→ Exercise directions
Every line of the records below from the line with "pub fn patch(&mut self, target: &str, body: &Value) -> &mut" up to and including the line with "let mut changeset" must be reproduced exactly, and no line outside that range.

Dataset entries:
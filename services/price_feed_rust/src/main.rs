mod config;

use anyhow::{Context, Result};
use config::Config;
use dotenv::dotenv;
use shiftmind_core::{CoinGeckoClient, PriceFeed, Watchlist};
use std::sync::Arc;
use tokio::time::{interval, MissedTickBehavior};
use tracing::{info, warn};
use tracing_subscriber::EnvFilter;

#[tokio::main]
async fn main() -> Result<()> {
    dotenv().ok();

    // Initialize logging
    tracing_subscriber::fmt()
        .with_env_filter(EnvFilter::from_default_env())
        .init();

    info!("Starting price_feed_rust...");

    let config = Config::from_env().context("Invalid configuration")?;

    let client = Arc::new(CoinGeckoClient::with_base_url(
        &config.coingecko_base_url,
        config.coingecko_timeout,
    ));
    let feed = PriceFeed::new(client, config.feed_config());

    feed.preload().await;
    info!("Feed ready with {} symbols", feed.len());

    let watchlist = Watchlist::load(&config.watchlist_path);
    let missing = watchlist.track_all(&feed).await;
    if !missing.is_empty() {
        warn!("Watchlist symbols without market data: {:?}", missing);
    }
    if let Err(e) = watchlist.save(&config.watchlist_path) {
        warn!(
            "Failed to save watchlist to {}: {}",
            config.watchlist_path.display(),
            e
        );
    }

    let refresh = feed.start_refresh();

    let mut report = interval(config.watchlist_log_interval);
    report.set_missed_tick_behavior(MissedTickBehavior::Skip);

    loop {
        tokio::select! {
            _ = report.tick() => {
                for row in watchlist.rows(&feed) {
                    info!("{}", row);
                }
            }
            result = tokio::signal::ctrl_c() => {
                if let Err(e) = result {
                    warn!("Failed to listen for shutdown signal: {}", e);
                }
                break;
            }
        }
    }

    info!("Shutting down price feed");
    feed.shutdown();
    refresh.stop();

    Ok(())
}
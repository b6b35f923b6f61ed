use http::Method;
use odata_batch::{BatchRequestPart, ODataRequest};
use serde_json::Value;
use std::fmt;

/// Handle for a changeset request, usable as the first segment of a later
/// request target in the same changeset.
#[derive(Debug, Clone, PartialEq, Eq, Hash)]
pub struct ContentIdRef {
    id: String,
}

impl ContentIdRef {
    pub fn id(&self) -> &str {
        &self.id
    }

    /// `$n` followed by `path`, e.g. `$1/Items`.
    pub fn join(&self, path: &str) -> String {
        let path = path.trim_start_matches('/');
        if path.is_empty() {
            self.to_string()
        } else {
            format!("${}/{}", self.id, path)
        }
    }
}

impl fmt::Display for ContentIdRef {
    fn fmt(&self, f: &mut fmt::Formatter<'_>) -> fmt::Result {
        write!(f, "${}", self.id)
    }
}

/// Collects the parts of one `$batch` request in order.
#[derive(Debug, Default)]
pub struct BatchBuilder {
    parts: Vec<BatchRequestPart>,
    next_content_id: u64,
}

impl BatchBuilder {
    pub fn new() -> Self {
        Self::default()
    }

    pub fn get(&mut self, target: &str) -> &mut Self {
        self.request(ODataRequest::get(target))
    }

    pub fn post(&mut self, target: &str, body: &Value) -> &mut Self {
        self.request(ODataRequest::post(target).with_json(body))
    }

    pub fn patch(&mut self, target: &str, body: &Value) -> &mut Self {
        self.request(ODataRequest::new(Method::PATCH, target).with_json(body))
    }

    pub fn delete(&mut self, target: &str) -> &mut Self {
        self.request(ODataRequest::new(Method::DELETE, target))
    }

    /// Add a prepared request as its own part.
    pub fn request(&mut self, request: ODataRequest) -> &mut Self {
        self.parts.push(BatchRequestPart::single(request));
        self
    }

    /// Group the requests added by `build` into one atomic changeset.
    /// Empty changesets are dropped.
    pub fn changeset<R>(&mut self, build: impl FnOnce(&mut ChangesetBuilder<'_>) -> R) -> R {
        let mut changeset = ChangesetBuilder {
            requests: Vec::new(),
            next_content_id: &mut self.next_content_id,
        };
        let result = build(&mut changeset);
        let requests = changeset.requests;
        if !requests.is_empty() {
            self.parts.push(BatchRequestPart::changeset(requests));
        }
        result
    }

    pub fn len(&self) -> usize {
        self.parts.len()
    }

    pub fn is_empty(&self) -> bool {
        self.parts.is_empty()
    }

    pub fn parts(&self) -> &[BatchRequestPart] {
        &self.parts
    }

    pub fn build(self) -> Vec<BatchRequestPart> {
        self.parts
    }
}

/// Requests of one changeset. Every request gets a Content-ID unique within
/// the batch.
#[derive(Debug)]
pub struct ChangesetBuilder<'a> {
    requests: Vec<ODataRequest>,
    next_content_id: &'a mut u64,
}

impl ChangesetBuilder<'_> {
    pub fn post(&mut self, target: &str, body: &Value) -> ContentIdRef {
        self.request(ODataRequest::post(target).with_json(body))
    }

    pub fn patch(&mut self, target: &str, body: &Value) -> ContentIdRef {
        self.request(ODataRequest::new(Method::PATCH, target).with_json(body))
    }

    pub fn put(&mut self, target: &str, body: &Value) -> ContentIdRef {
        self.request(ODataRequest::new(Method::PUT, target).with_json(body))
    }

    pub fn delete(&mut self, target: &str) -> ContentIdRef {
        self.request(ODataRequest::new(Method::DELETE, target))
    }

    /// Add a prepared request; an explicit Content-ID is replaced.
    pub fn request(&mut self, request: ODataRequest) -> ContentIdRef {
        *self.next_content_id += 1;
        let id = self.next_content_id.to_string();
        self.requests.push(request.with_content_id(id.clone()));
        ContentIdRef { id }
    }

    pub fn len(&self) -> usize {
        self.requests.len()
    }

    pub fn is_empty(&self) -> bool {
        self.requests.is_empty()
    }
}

→ Solution to this task
    pub fn patch(&mut self, target: &str, body: &Value) -> &mut Self {
        self.request(ODataRequest::new(Method::PATCH, target).with_json(body))
    }

    pub fn delete(&mut self, target: &str) -> &mut Self {
        self.request(ODataRequest::new(Method::DELETE, target))
    }

    /// Add a prepared request as its own part.
    pub fn request(&mut self, request: ODataRequest) -> &mut Self {
        self.parts.push(BatchRequestPart::single(request));
        self
    }

    /// Group the requests added by `build` into one atomic changeset.
    /// Empty changesets are dropped.
    pub fn changeset<R>(&mut self, build: impl FnOnce(&mut ChangesetBuilder<'_>) -> R) -> R {
        let mut changeset = ChangesetBuilder {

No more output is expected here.